On Australia’s east coast, a foundation stone was laid for a new bridge that would be built across the Georges River in the vicinity of southern Sydney. The bridge, which had been long requested by area residents, was planned as a link between Sydney’s suburbs of Blakehurst and Sylvania.

Approximately 2,000 people were on hand for the Saturday afternoon ceremony on the Sylvania side of the river. “The number included a large proportion of motorists and was striking testimony of the interest the work has aroused,” reported that Monday’s edition of the Sydney Morning Herald. “In honour of the occasion the approaches on either side . . . were decorated with flags and bunting.”

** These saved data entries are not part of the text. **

//! Page-level application state.
//!
//! [`Session`] is the single writer for everything the page shows. Input
//! handlers call one update method and get back the [`Effect`]s to run
//! (lookups, requests, camera moves); async completions come back through
//! another update method carrying the ticket they were issued with, so a
//! late answer for a superseded city is dropped instead of overwriting newer
//! state.

use advisor::client::AdvisorError;
use advisor::panel::{Operation, Outcome, ResultPanel};
use advisor::protocol::{AdvisorRequest, AdvisorResponse};
use advisor::subtitles::{LoadingSubtitles, SubtitleFrame};
use effects::connection::SequenceView;
use foundation::geo::LngLat;
use foundation::time::Millis;
use geocoding::client::GeocodeError;
use geocoding::protocol::Place;
use map::climate_zones::{ZoneMap, ZoneMapError};
use runtime::generation::{Generation, Ticket};
use serde::Serialize;
use tracing::{debug, info, warn};

#[derive(Debug, Default, Copy, Clone, PartialEq, Eq, Serialize)]
#[serde(rename_all = "snake_case")]
pub enum Screen {
    #[default]
    Intro,
    Connecting,
    Explore,
}

/// Why "use my location" did not produce a city.
#[derive(Debug, Copy, Clone, PartialEq, Eq, Serialize)]
#[serde(rename_all = "snake_case")]
pub enum LocationError {
    Unsupported,
    /// Permission denied, position unavailable or timeout.
    PositionUnavailable,
    CityNotFound,
    ReverseLookupFailed,
}

impl LocationError {
    pub fn user_message(self) -> &'static str {
        match self {
            LocationError::Unsupported => "Geolocation not supported",
            LocationError::PositionUnavailable => "Impossible d'obtenir la position",
            LocationError::CityNotFound => "Ville non trouvée",
            LocationError::ReverseLookupFailed => "Erreur lors du reverse geocoding",
        }
    }
}

/// Work requested by an update, run by the browser shell.
#[derive(Debug, Clone, PartialEq)]
pub enum Effect {
    /// Start the connection interlude.
    StartConnection,
    /// Speed up the idle globe now that the user is past the intro.
    EngageMap,
    /// Forward-geocode `city`; report via [`Session::location_resolved`].
    Geocode { city: String, ticket: Ticket },
    FocusMap(LngLat),
    ResetMap,
    /// Ask the device for its position; report via
    /// [`Session::position_acquired`] or [`Session::geolocation_failed`].
    LocateDevice { ticket: Ticket },
    /// Reverse-geocode a device position; report via
    /// [`Session::reverse_geocoded`].
    ReverseGeocode { position: LngLat, ticket: Ticket },
    /// POST to the backend; report via [`Session::request_finished`].
    Request {
        op: Operation,
        ticket: Ticket,
        request: AdvisorRequest,
    },
}

#[derive(Debug, Default)]
pub struct Session {
    screen: Screen,
    city_input: String,
    selected_city: Option<String>,
    location: Option<LngLat>,
    location_validated: bool,
    locating: bool,
    location_error: Option<LocationError>,
    locate: Generation,
    lookup: Generation,
    panel: ResultPanel,
    subtitles: LoadingSubtitles,
    show_zone_maps: bool,
    zone_map: ZoneMap,
}

impl Session {
    pub fn new() -> Self {
        Self {
            show_zone_maps: true,
            ..Self::default()
        }
    }

    pub fn screen(&self) -> Screen {
        self.screen
    }

    pub fn selected_city(&self) -> Option<&str> {
        self.selected_city.as_deref()
    }

    pub fn location(&self) -> Option<LngLat> {
        self.location
    }

    pub fn panel(&self) -> &ResultPanel {
        &self.panel
    }

    pub fn zone_map(&self) -> &ZoneMap {
        &self.zone_map
    }

    pub fn location_error(&self) -> Option<LocationError> {
        self.location_error
    }

    pub fn dismiss_intro(&mut self) -> Vec<Effect> {
        if self.screen != Screen::Intro {
            return Vec::new();
        }
        self.screen = Screen::Connecting;
        info!("intro dismissed");
        vec![Effect::StartConnection]
    }

    pub fn connection_complete(&mut self) -> Vec<Effect> {
        if self.screen != Screen::Connecting {
            return Vec::new();
        }
        self.screen = Screen::Explore;
        info!("data sources connected");
        vec![Effect::EngageMap]
    }

    /// Mirrors the search field; nothing is looked up until submit.
    pub fn set_city_input(&mut self, text: impl Into<String>) {
        self.city_input = text.into();
    }

    pub fn city_input(&self) -> &str {
        &self.city_input
    }

    /// Selects the city typed in the search field.
    /// A device lookup still in flight is abandoned.
    pub fn submit_city(&mut self) -> Vec<Effect> {
        let city = self.city_input.trim().to_string();
        if city.is_empty() {
            return Vec::new();
        }
        self.cancel_geolocation();
        self.select_city(city)
    }

    /// Replaces the active location. Results and in-flight requests for the
    /// previous city are retired before the lookup is issued.
    fn select_city(&mut self, city: String) -> Vec<Effect> {
        if city.is_empty() {
            return Vec::new();
        }
        self.selected_city = Some(city.clone());
        self.location = None;
        self.location_validated = false;
        self.panel.clear_all();
        self.subtitles.reset();
        self.zone_map.load(city.clone());
        let ticket = self.lookup.issue();
        debug!(%city, ticket = ticket.value(), "city selected");
        vec![Effect::Geocode { city, ticket }]
    }

    /// Back to the world view with nothing selected.
    pub fn clear_city(&mut self) -> Vec<Effect> {
        self.cancel_geolocation();
        self.city_input.clear();
        self.selected_city = None;
        self.location = None;
        self.location_validated = false;
        self.lookup.invalidate();
        self.panel.clear_all();
        self.subtitles.reset();
        self.zone_map = ZoneMap::default();
        vec![Effect::ResetMap]
    }

    /// Forward-geocoding result for the lookup issued with `ticket`.
    /// Failures leave the map where it is.
    pub fn location_resolved(
        &mut self,
        ticket: Ticket,
        result: Result<LngLat, GeocodeError>,
    ) -> Vec<Effect> {
        if !self.lookup.is_current(ticket) {
            debug!(ticket = ticket.value(), "discarding stale geocoding result");
            return Vec::new();
        }
        let Some(city) = self.selected_city.clone() else {
            return Vec::new();
        };
        match result {
            Ok(center) => {
                self.location = Some(center);
                self.zone_map.resolve(&city, Ok(center));
                vec![Effect::FocusMap(center)]
            }
            Err(err) => {
                warn!(%city, error = %err, "city lookup failed");
                let zone_err = match err {
                    GeocodeError::NotFound => ZoneMapError::CityNotFound,
                    GeocodeError::LookupFailed(_) => ZoneMapError::LookupFailed,
                };
                self.zone_map.resolve(&city, Err(zone_err));
                Vec::new()
            }
        }
    }

    pub fn begin_geolocation(&mut self) -> Vec<Effect> {
        if self.locating {
            return Vec::new();
        }
        self.locating = true;
        self.location_error = None;
        let ticket = self.locate.issue();
        vec![Effect::LocateDevice { ticket }]
    }

    pub fn is_locating(&self) -> bool {
        self.locating
    }

    fn cancel_geolocation(&mut self) {
        if self.locating {
            debug!("geolocation superseded");
        }
        self.locate.invalidate();
        self.locating = false;
    }

    fn locate_is_current(&self, ticket: Ticket) -> bool {
        if self.locating && self.locate.is_current(ticket) {
            return true;
        }
        debug!(ticket = ticket.value(), "discarding stale geolocation result");
        false
    }

    pub fn position_acquired(&mut self, ticket: Ticket, position: LngLat) -> Vec<Effect> {
        if !self.locate_is_current(ticket) {
            return Vec::new();
        }
        vec![Effect::ReverseGeocode { position, ticket }]
    }

    /// The city field is left untouched on failure.
    pub fn geolocation_failed(&mut self, ticket: Ticket, error: LocationError) {
        if !self.locate_is_current(ticket) {
            return;
        }
        self.fail_geolocation(error);
    }

    fn fail_geolocation(&mut self, error: LocationError) {
        warn!(?error, "geolocation failed");
        self.locating = false;
        self.location_error = Some(error);
    }

    /// A successful reverse lookup fills the search field and selects the
    /// city as if it had been submitted.
    pub fn reverse_geocoded(
        &mut self,
        ticket: Ticket,
        result: Result<Place, GeocodeError>,
    ) -> Vec<Effect> {
        if !self.locate_is_current(ticket) {
            return Vec::new();
        }
        match result {
            Ok(place) => {
                self.locating = false;
                self.city_input = place.name.clone();
                self.select_city(place.name)
            }
            Err(GeocodeError::NotFound) => {
                self.fail_geolocation(LocationError::CityNotFound);
                Vec::new()
            }
            Err(err) => {
                debug!(error = %err, "reverse geocoding failed");
                self.fail_geolocation(LocationError::ReverseLookupFailed);
                Vec::new()
            }
        }
    }

    /// Confirms the selected city and asks for recommendations.
    pub fn validate_location(&mut self, now: Millis) -> Vec<Effect> {
        let Some(city) = self.selected_city.clone() else {
            return Vec::new();
        };
        self.location_validated = true;
        self.subtitles.start(now, city.clone());
        self.request(Operation::Recommendation, AdvisorRequest::for_city(city))
    }

    /// Blank questions are ignored.
    pub fn ask_question(&mut self, question: &str) -> Vec<Effect> {
        let question = question.trim();
        if question.is_empty() {
            return Vec::new();
        }
        let Some(city) = self.selected_city.clone() else {
            return Vec::new();
        };
        self.request(
            Operation::FollowUp,
            AdvisorRequest::with_question(city, question),
        )
    }

    pub fn request_climate_analysis(&mut self) -> Vec<Effect> {
        let Some(city) = self.selected_city.clone() else {
            return Vec::new();
        };
        self.request(Operation::ClimateImpact, AdvisorRequest::for_city(city))
    }

    fn request(&mut self, op: Operation, request: AdvisorRequest) -> Vec<Effect> {
        let ticket = self.panel.begin(op);
        vec![Effect::Request {
            op,
            ticket,
            request,
        }]
    }

    /// Applies a backend answer. Returns `false` if it was superseded.
    pub fn request_finished(
        &mut self,
        op: Operation,
        ticket: Ticket,
        result: Result<AdvisorResponse, AdvisorError>,
    ) -> bool {
        if let Err(err) = &result {
            warn!(?op, error = %err, "backend request failed");
        }
        let applied = self.panel.complete(op, ticket, Outcome::from_result(op, result));
        if applied && op == Operation::Recommendation {
            self.subtitles.reset();
        }
        applied
    }

    pub fn dismiss_recommendation(&mut self) {
        self.panel.dismiss(Operation::Recommendation);
        self.subtitles.reset();
    }

    pub fn toggle_zone_maps(&mut self) {
        self.show_zone_maps = !self.show_zone_maps;
    }

    pub fn show_city_on_zone_map(&mut self) {
        self.zone_map.show_city();
    }

    /// Everything the page renders, at time `now`.
    pub fn snapshot(&self, now: Millis, connection: Option<SequenceView>) -> SessionView {
        let subtitle = self
            .panel
            .is_loading(Operation::Recommendation)
            .then(|| self.subtitles.frame(now));
        SessionView {
            screen: self.screen,
            city_input: self.city_input.clone(),
            selected_city: self.selected_city.clone(),
            location: self.location,
            location_validated: self.location_validated,
            locating: self.locating,
            location_error: self.location_error.map(LocationError::user_message),
            panel: self.panel.clone(),
            subtitle,
            show_zone_maps: self.show_zone_maps,
            zone_map: self.zone_map.clone(),
            zone_map_url: self.zone_map.iframe_url(),
            connection,
        }
    }
}

#[derive(Debug, Clone, Serialize)]
pub struct SessionView {
    pub screen: Screen,
    pub city_input: String,
    pub selected_city: Option<String>,
    pub location: Option<LngLat>,
    pub location_validated: bool,
    pub locating: bool,
    pub location_error: Option<&'static str>,
    pub panel: ResultPanel,
    pub subtitle: Option<SubtitleFrame>,
    pub show_zone_maps: bool,
    pub zone_map: ZoneMap,
    pub zone_map_url: Option<String>,
    #[serde(skip_serializing_if = "Option::is_none")]
    pub connection: Option<SequenceView>,
}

While a band played “Advance Australia Fair” and the crowd cheered, Australia’s Works Minister Richard Thomas Ball laid the foundation stone. “Mr. Ball said it gave him the greatest pleasure to perform this ceremony because this bridge across George’s River meant opening up the very attractive territory adjacent, and also the whole of the South Coast,” noted the next day’s edition of the Sydney-based Sunday Times.

As an expression of thanks for his strong support for this bridge project, Ball was given a miniature golden replica of the foundation stone. This memento was not the only accolade that he received during the day’s festivities. “The Minister of Works (Mr. Ball) will go down to posterity as ‘Australia’s Bridge Builder,’” reported the next day’s edition of the Sydney-based Sun. Ball “was assured of this by speaker after speaker at Sylvania,” the article added.

The Georges River Bridge was completed and opened in 1929. At the time, the 1,637-foot structure was the longest bridge in Australia. In 1987, another bridge was built nearby. Both structures are collectively known as Tom Uglys Bridge (the name comes from a local geographical feature along the river that is called Tom Uglys Point), and jointly they constitute one of the Georges River’s three major road crossings.